(TASK DATA begins)

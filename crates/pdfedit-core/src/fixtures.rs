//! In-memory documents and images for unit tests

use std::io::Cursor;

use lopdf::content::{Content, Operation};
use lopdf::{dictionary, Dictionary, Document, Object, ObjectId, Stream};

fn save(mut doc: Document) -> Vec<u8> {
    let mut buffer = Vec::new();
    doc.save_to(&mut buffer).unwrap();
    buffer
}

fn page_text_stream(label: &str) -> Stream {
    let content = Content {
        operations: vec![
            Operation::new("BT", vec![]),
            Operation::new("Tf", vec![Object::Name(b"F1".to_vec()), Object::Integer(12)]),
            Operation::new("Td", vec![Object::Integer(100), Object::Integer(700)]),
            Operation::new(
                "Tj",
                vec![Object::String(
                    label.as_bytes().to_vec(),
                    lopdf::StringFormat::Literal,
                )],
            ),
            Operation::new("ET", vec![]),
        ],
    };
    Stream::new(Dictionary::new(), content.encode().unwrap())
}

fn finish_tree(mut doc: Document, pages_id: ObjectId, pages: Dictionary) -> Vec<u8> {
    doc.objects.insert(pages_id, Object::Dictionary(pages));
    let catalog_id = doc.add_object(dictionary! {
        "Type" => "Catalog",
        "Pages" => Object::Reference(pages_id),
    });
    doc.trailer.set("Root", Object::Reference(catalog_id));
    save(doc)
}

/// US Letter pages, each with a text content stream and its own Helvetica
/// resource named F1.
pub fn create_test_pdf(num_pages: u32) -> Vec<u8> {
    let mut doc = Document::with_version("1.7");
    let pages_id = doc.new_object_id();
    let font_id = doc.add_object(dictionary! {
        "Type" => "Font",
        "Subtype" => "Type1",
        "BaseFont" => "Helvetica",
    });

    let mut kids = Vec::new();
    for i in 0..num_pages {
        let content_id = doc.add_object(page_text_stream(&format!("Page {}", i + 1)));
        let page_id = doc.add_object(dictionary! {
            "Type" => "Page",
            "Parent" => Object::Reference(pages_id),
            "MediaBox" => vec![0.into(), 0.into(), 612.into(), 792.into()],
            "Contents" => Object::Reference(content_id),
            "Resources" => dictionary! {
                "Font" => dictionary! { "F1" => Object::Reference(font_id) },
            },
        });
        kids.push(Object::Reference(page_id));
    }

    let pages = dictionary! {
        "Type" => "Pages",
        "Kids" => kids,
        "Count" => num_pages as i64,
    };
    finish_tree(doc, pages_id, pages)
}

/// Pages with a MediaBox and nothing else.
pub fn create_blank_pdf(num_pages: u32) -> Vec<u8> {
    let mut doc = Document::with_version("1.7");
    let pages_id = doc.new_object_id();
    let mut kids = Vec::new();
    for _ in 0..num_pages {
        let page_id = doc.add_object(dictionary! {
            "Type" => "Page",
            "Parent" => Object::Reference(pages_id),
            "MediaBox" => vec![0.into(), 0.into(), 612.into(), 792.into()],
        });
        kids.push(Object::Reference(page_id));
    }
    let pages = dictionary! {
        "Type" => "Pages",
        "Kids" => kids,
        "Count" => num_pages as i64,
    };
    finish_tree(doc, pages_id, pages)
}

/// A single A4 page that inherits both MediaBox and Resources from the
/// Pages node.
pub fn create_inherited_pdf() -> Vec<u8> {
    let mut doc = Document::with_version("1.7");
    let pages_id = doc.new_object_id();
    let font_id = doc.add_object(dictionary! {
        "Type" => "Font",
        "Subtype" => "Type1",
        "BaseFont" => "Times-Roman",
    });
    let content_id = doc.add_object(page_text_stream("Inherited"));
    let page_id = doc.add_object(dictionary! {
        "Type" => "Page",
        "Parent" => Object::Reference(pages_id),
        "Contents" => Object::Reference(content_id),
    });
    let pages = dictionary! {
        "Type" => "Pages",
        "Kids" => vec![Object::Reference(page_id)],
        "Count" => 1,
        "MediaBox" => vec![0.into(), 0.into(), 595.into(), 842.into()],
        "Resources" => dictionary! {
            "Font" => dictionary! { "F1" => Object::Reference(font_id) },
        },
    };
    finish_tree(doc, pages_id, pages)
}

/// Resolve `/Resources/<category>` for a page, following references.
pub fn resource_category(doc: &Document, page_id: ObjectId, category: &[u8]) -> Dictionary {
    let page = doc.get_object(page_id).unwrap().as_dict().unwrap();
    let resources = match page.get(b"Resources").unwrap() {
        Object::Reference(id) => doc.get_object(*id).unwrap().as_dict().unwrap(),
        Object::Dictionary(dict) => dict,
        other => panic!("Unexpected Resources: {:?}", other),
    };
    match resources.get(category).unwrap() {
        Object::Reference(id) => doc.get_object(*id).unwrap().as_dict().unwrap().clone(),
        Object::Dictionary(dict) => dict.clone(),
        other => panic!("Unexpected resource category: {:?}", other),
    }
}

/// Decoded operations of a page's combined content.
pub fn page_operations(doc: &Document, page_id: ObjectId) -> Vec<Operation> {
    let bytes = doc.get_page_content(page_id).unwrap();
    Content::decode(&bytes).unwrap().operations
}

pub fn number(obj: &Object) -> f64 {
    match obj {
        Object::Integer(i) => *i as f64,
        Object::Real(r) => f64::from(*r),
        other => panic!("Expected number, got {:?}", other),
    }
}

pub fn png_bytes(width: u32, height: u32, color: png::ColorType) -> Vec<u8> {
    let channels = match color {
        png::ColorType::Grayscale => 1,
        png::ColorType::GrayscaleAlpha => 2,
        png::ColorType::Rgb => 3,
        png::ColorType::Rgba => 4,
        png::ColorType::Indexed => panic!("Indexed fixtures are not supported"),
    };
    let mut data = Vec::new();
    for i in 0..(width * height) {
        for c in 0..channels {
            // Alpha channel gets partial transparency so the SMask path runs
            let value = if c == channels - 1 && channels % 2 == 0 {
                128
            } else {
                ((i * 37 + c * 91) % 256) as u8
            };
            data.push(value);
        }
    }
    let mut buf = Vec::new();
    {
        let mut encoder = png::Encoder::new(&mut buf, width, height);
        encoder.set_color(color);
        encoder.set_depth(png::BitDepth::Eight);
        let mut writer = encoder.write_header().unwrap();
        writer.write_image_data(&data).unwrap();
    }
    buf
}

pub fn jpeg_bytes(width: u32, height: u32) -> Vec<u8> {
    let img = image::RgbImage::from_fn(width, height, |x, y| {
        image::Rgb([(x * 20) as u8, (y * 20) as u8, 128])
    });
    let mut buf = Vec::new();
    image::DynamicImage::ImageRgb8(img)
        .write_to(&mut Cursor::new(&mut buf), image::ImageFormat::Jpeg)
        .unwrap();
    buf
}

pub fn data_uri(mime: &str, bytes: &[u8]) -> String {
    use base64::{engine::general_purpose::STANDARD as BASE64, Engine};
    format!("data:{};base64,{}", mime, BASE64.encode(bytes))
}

(TASK DATA ends)

**INSTRUCTIONS TO FOLLOW:**
From the data above, copy out every line with the string "buffer" in it.

**RESPONSE AREA:**
    let mut buffer = Vec::new();
    doc.save_to(&mut buffer).unwrap();
    buffer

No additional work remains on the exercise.